Within this material, find every line where the string "push" appears, and copy it out.

• [Exercise data]
#####

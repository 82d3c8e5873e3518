//! Unit tests for ts-events.

use ts_core::{AgentId, BlockId, SimTime};

use crate::{Event, EventQueue, EventType, Plan, PlanQueue, PlanType};

// ── Helpers ───────────────────────────────────────────────────────────────────

fn ev(t: f64, kind: EventType, agent: u32) -> Event {
    Event::new(SimTime(t), kind, AgentId(agent))
}

fn plan(t: f64, kind: PlanType) -> Plan {
    Plan::new(SimTime(t), BlockId(0), kind)
}

// ── EventQueue ────────────────────────────────────────────────────────────────

#[cfg(test)]
mod event_queue {
    use super::*;

    #[test]
    fn time_then_rank() {
        let mut q = EventQueue::new();
        q.push(ev(5.0, EventType::AtGoal, 0));
        q.push(ev(5.0, EventType::BusStop, 1));
        q.push(ev(3.0, EventType::ImpossiblePlan, 2));

        let order: Vec<(f64, EventType)> =
            std::iter::from_fn(|| q.pop()).map(|e| (e.time.0, e.kind)).collect();
        assert_eq!(
            order,
            vec![(3.0, EventType::ImpossiblePlan), (5.0, EventType::BusStop), (5.0, EventType::AtGoal)]
        );
    }

    #[test]
    fn equal_keys_pop_fifo() {
        let mut q = EventQueue::new();
        for agent in 0..5 {
            q.push(ev(1.0, EventType::Departure, agent));
        }
        let agents: Vec<u32> = std::iter::from_fn(|| q.pop()).map(|e| e.agent.0).collect();
        assert_eq!(agents, vec![0, 1, 2, 3, 4]);
    }

    #[test]
    fn alighting_precedes_bus_stop() {
        let mut q = EventQueue::new();
        q.push(ev(2.0, EventType::BusStop, 0));
        q.push(ev(2.0, EventType::FuelSpent, 0));
        q.push(ev(2.0, EventType::GetOffVehicle, 1));
        q.push(ev(2.0, EventType::BoardVehicle, 2));
        let kinds: Vec<EventType> = std::iter::from_fn(|| q.pop()).map(|e| e.kind).collect();
        assert_eq!(
            kinds,
            vec![EventType::GetOffVehicle, EventType::BoardVehicle, EventType::BusStop, EventType::FuelSpent]
        );
    }

    #[test]
    fn ranks_are_strictly_increasing() {
        let ranks: Vec<u8> = EventType::ALL.iter().map(|t| t.rank()).collect();
        assert!(ranks.windows(2).all(|w| w[0] < w[1]));
    }

    #[test]
    fn peek_len_extend() {
        let mut q = EventQueue::new();
        assert!(q.is_empty());
        assert_eq!(q.next_time(), None);
        q.extend([ev(9.0, EventType::Continue, 0), ev(4.0, EventType::Continue, 0)]);
        assert_eq!(q.len(), 2);
        assert_eq!(q.next_time(), Some(SimTime(4.0)));
        q.clear();
        assert!(q.is_empty());
    }

    #[test]
    fn only_fuel_and_signals_are_passive() {
        let passive: Vec<EventType> = EventType::ALL.into_iter().filter(|t| t.is_passive()).collect();
        assert_eq!(passive, vec![EventType::ObeySignal, EventType::FuelSpent]);
        assert_eq!(EventType::RouteEndedAbruptly.to_string(), "ROUTE_ENDED_ABRUPTLY");
    }
}

// ── PlanQueue ─────────────────────────────────────────────────────────────────

#[cfg(test)]
mod plan_queue {
    use super::*;

    #[test]
    fn higher_plan_type_first() {
        let mut q: PlanQueue = [
            plan(100.0, PlanType::ReturnHome),
            plan(900.0, PlanType::GoToWork),
            plan(50.0, PlanType::RandomTravel),
        ]
        .into_iter()
        .collect();
        let kinds: Vec<PlanType> = std::iter::from_fn(|| q.pop()).map(|p| p.kind).collect();
        assert_eq!(kinds, vec![PlanType::GoToWork, PlanType::RandomTravel, PlanType::ReturnHome]);
    }

    #[test]
    fn equal_types_pop_earliest_first() {
        let mut q = PlanQueue::new();
        q.push(plan(600.0, PlanType::ReturnHome));
        q.push(plan(300.0, PlanType::ReturnHome));
        assert_eq!(q.peek().map(|p| p.time), Some(SimTime(300.0)));
        assert_eq!(q.pop().map(|p| p.time), Some(SimTime(300.0)));
        assert_eq!(q.len(), 1);
    }

    #[test]
    fn discriminants_match_priority() {
        assert_eq!(PlanType::ReturnHome.priority(), 1);
        assert_eq!(PlanType::RandomTravel.priority(), 2);
        assert_eq!(PlanType::GoToWork.priority(), 3);
    }
}

// ── Population ────────────────────────────────────────────────────────────────

#[cfg(test)]
mod population {
    use std::io::Cursor;

    use ts_core::{SimRng, SimTime};

    use crate::{load_population_reader, Employment, EventError, PlanType, TimeWindow};

    const CSV: &str = "\
employment_status,work_schedule,school_schedule,max_waiting_time,walk_speed,municipality,workplace_location,student_type,bachelor_type,money
occupied,07:30-16:00,,20,4.5,playa,cerro,,,1500
student,,08:00-12:30,15,5,cerro,cerro,bachelor,medicine,300
unemployed,,,30,4,playa,,,,
";

    #[test]
    fn loads_all_rows() {
        let profiles = load_population_reader(Cursor::new(CSV), None).unwrap();
        assert_eq!(profiles.len(), 3);
        assert_eq!(profiles[0].employment(), Employment::Occupied);
        assert_eq!(profiles[0].workplace_location.as_deref(), Some("cerro"));
        assert_eq!(profiles[1].bachelor_type.as_deref(), Some("medicine"));
        assert_eq!(profiles[2].workplace_location, None);
        assert_eq!(profiles[2].money, None);
        assert_eq!(profiles[2].employment().outbound_plan(), PlanType::RandomTravel);
    }

    #[test]
    fn limit_truncates() {
        let profiles = load_population_reader(Cursor::new(CSV), Some(2)).unwrap();
        assert_eq!(profiles.len(), 2);
    }

    #[test]
    fn missing_columns_take_defaults() {
        let profiles = load_population_reader(Cursor::new("municipality\nplaya\n"), None).unwrap();
        assert_eq!(profiles[0].max_waiting_time, 30.0);
        assert_eq!(profiles[0].walk_speed, 5.0);
        assert_eq!(profiles[0].employment(), Employment::Other);
    }

    #[test]
    fn bad_number_is_a_parse_error() {
        let bad = "municipality,max_waiting_time\nplaya,soon\n";
        assert!(matches!(load_population_reader(Cursor::new(bad), None), Err(EventError::Parse(_))));
    }

    #[test]
    fn fixed_schedules_are_parsed() {
        let profiles = load_population_reader(Cursor::new(CSV), None).unwrap();
        let mut rng = SimRng::new(1);
        let work = profiles[0].time_window(SimTime::ZERO, &mut rng).unwrap();
        assert_eq!(work, TimeWindow { start: SimTime(450.0), end: SimTime(960.0) });
        let school = profiles[1].time_window(SimTime::ZERO, &mut rng).unwrap();
        assert_eq!(school.end, SimTime(750.0));
    }

    #[test]
    fn malformed_schedule_is_rejected() {
        assert!(matches!(TimeWindow::parse("7:30"), Err(EventError::Schedule(_))));
        assert!(matches!(TimeWindow::parse("25:00-26:00"), Err(EventError::Schedule(_))));
    }

    #[test]
    fn random_window_lies_after_now() {
        let mut rng = SimRng::new(3);
        for _ in 0..200 {
            let w = TimeWindow::random_after(SimTime(601.0), &mut rng);
            assert!(w.start >= SimTime(660.0), "{w:?}");
            assert!(w.end > w.start);
            assert!(w.end < SimTime(1440.0));
        }
        // Late in the day the start hour is clamped to 22.
        let late = TimeWindow::random_after(SimTime(1430.0), &mut rng);
        assert!(late.start >= SimTime(1320.0) && late.end > late.start);
    }
}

#####

• [Written reply]
        q.push(ev(5.0, EventType::AtGoal, 0));
        q.push(ev(5.0, EventType::BusStop, 1));
        q.push(ev(3.0, EventType::ImpossiblePlan, 2));
            q.push(ev(1.0, EventType::Departure, agent));
        q.push(ev(2.0, EventType::BusStop, 0));
        q.push(ev(2.0, EventType::FuelSpent, 0));
        q.push(ev(2.0, EventType::GetOffVehicle, 1));
        q.push(ev(2.0, EventType::BoardVehicle, 2));
        q.push(plan(600.0, PlanType::ReturnHome));
        q.push(plan(300.0, PlanType::ReturnHome));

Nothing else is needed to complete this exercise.